The process leads to goals, strategies, metrics and then value, he said. If goals are the benchmark, you don’t get your values, he said.

“We like to start with what is right. What is wrong. What is good. What is bad,” he said. “And less and more come later.”

William McDonough keynote, photo by Steve Rogers.

William McDonough keynote, photo by Steve Rogers.

McDonough’s premise is that businesses, meant to be profitable, produce pollution which is something that they can’t sell. Instead, the circular economy encourages them to harvest their waste and treat it as an asset instead of a liability.

The key is to use commerce to make the change we want to see, McDonough said.

“This century, our century, must and can be the ecological century and then we will have a civilization worth passing on,” McDonough said.

The first order of business is human and ecological health, he said.

The Cradle to Cradle Products Innovation Institute has created a third party standard that certifies company’s products based on five criteria: material health, material reutilization, renewable energy and carbon management, water stewardship and social fairness.

McDonough said he first became interested in ecological design when he designed a daycare center in Frankfurt, Germany and he noticed the children were eating the building. So he decided to look into toxicology of materials.

In 1994, he designed new fabrics for Steelcase. He worked with a chemist to reduce the number of chemicals in fabric from 8,000 down to 38. He made a fabric so clean it could be eaten, he said.

He also designed carpet with Berkshire Hathaway and Shaw Industries to create Nylon 6, a carpet without the carcinogens and chemicals that can be reused and recycled. McDonough said the company is essentially storing its materials on the customer’s floor because it wants it back. There is 1.4 billion pounds of carpet waste in America every year, it would be good if it could be reused, McDonough said.

“This is turning into what we are calling the circular economy,” McDonough said.

McDonough wanted to design buildings like trees. He created a building that produced its own energy, purified its water and builds nutrient rich soil.

In 1999, McDonough designed the world’s largest green roof for Ford Motor Company’s River Rouge Truck Planet in Dearborn, Michigan. Saved Ford $35 million in capital expense by not using chemical treatment plants and pipes, he said.

NASA asked McDonough to work on the Mars Space Station. They created a mockup at the Johnson Space Center in Houston. It has the potential to produce 120 percent of the energy it needs and it can purify its own water, he said.

In Amsterdam, McDonough is designing buildings as continuous assets.

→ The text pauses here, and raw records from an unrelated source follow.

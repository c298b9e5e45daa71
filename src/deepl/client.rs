use std::time::Duration;

use reqwest::Client;
use tracing::debug;

use super::error::DeepLError;
use super::types::{ErrorBody, TranslateRequest, TranslateResponse, target_lang};

const FREE_API_URL: &str = "https://api-free.deepl.com";
const PRO_API_URL: &str = "https://api.deepl.com";

/// Anything that turns English text into another language.
pub trait MachineTranslator {
    async fn translate(&self, text: &str, language_iso: &str) -> Result<String, DeepLError>;
}

pub struct DeepLClient {
    auth_key: String,
    client: Client,
    base_url: String,
}

impl DeepLClient {
    /// Free-plan keys end in `:fx` and must use the free endpoint.
    pub fn new(auth_key: String, timeout: Duration) -> Result<Self, DeepLError> {
        let base_url = if auth_key.ends_with(":fx") {
            FREE_API_URL
        } else {
            PRO_API_URL
        };
        Self::with_base_url(auth_key, base_url.to_string(), timeout)
    }

    /// Create a client pointing at a custom base URL (useful for testing).
    pub fn with_base_url(
        auth_key: String,
        base_url: String,
        timeout: Duration,
    ) -> Result<Self, DeepLError> {
        let client = Client::builder()
            .connect_timeout(Duration::from_secs(10))
            .timeout(timeout)
            .build()?;
        Ok(Self {
            auth_key,
            client,
            base_url: base_url.trim_end_matches('/').to_string(),
        })
    }

    pub fn base_url(&self) -> &str {
        &self.base_url
    }
}

impl MachineTranslator for DeepLClient {
    async fn translate(&self, text: &str, language_iso: &str) -> Result<String, DeepLError> {
        let req = TranslateRequest {
            text: vec![text],
            target_lang: target_lang(language_iso),
        };
        let response = self
            .client
            .post(format!("{}/v2/translate", self.base_url))
            .header("Authorization", format!("DeepL-Auth-Key {}", self.auth_key))
            .json(&req)
            .send()
            .await?;

        let status = response.status();
        if !status.is_success() {
            let message = response
                .json::<ErrorBody>()
                .await
                .ok()
                .and_then(|body| body.message)
                .unwrap_or_else(|| "unknown error".to_string());
            if status.as_u16() == 456 {
                return Err(DeepLError::QuotaExceeded(message));
            }
            return Err(DeepLError::ApiError {
                status: status.as_u16(),
                message,
            });
        }

        let body = response
            .json::<TranslateResponse>()
            .await
            .map_err(DeepLError::Decode)?;
        let translated = body
            .translations
            .into_iter()
            .next()
            .ok_or(DeepLError::EmptyResponse)?;
        debug!(
            target_lang = %req.target_lang,
            detected = translated.detected_source_language.as_deref().unwrap_or("?"),
            "machine translation received"
        );
        Ok(translated.text)
    }
}

#[cfg(test)]
mod tests {
    use super::*;
    use serde_json::json;
    use wiremock::matchers::{body_json, header, method, path};
    use wiremock::{Mock, MockServer, ResponseTemplate};

    fn client_for(server: &MockServer) -> DeepLClient {
        DeepLClient::with_base_url("key".into(), server.uri(), Duration::from_secs(5)).unwrap()
    }

    #[test]
    fn free_keys_use_free_endpoint() {
        let free = DeepLClient::new("abc:fx".into(), Duration::from_secs(5)).unwrap();
        assert_eq!(free.base_url(), FREE_API_URL);
        let pro = DeepLClient::new("abc".into(), Duration::from_secs(5)).unwrap();
        assert_eq!(pro.base_url(), PRO_API_URL);
    }

    #[tokio::test]
    async fn translate_returns_first_translation() {
        let server = MockServer::start().await;
        Mock::given(method("POST"))
            .and(path("/v2/translate"))
            .and(header("Authorization", "DeepL-Auth-Key key"))
            .and(body_json(json!({"text": ["Hello"], "target_lang": "PT-BR"})))
            .respond_with(ResponseTemplate::new(200).set_body_json(json!({
                "translations": [{"detected_source_language": "EN", "text": "Olá"}]
            })))
            .expect(1)
            .mount(&server)
            .await;

        let text = client_for(&server).translate("Hello", "pt_BR").await.unwrap();
        assert_eq!(text, "Olá");
    }

    #[tokio::test]
    async fn translate_maps_quota_status() {
        let server = MockServer::start().await;
        Mock::given(method("POST"))
            .and(path("/v2/translate"))
            .respond_with(ResponseTemplate::new(456).set_body_json(json!({"message": "Quota exceeded"})))
            .mount(&server)
            .await;

        let err = client_for(&server).translate("Hello", "fr").await.unwrap_err();
        assert!(matches!(err, DeepLError::QuotaExceeded(ref m) if m == "Quota exceeded"));
    }

    #[tokio::test]
    async fn translate_reports_api_error() {
        let server = MockServer::start().await;
        Mock::given(method("POST"))
            .and(path("/v2/translate"))
            .respond_with(ResponseTemplate::new(403))
            .mount(&server)
            .await;

        let err = client_for(&server).translate("Hello", "fr").await.unwrap_err();
        assert_eq!(err.to_string(), "API error (status 403): unknown error");
    }

    #[tokio::test]
    async fn translate_reports_malformed_body_as_decode_error() {
        let server = MockServer::start().await;
        Mock::given(method("POST"))
            .and(path("/v2/translate"))
            .respond_with(ResponseTemplate::new(200).set_body_string("<html>maintenance</html>"))
            .mount(&server)
            .await;

        let err = client_for(&server).translate("Hello", "fr").await.unwrap_err();
        assert!(matches!(err, DeepLError::Decode(_)));
        assert!(err.to_string().starts_with("invalid response body"));
    }

    #[tokio::test]
    async fn translate_rejects_empty_translation_list() {
        let server = MockServer::start().await;
        Mock::given(method("POST"))
            .and(path("/v2/translate"))
            .respond_with(ResponseTemplate::new(200).set_body_json(json!({"translations": []})))
            .mount(&server)
            .await;

        let err = client_for(&server).translate("Hello", "fr").await.unwrap_err();
        assert!(matches!(err, DeepLError::EmptyResponse));
    }
}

They are designed to come apart and be put back together as needed or reconfigured for a different use.

In India, he designed a factory that has greenhouses on the roof that allow factory workers to grow food for their families.

In China, McDonough is working on a conceptual city that can feed itself and produce its own power.

“The idea of just saying we’re going to be less bad is not going to cut it with future generations,” McDonough said. “They are going to say what were you thinking or not. Let’s tell the kids we’re going to be less bad but we’re also going to be more good. We’re going to reduce the badness to zero. Fair enough. That’s a noble thing.”

“But we’re really looking for 100 percent fabulous that’s what we’re really here for not nothing – 100 percent fabulous,” McDonough said.

With the carbon positive city, McDonough looks at carbon as a positive in the soil and a negative in the atmosphere. A toxin is a material in the wrong place, he said.

Cities are connected to the landscape. First, cities must do an inventory, study opportunities, assess projects, optimize, execute and share.

“Our job right now is to change the question of commerce itself from a world of limits and greed from how much can I get for how little I give,” McDonough said. “We need to change that question to how much can I give for all that I get.”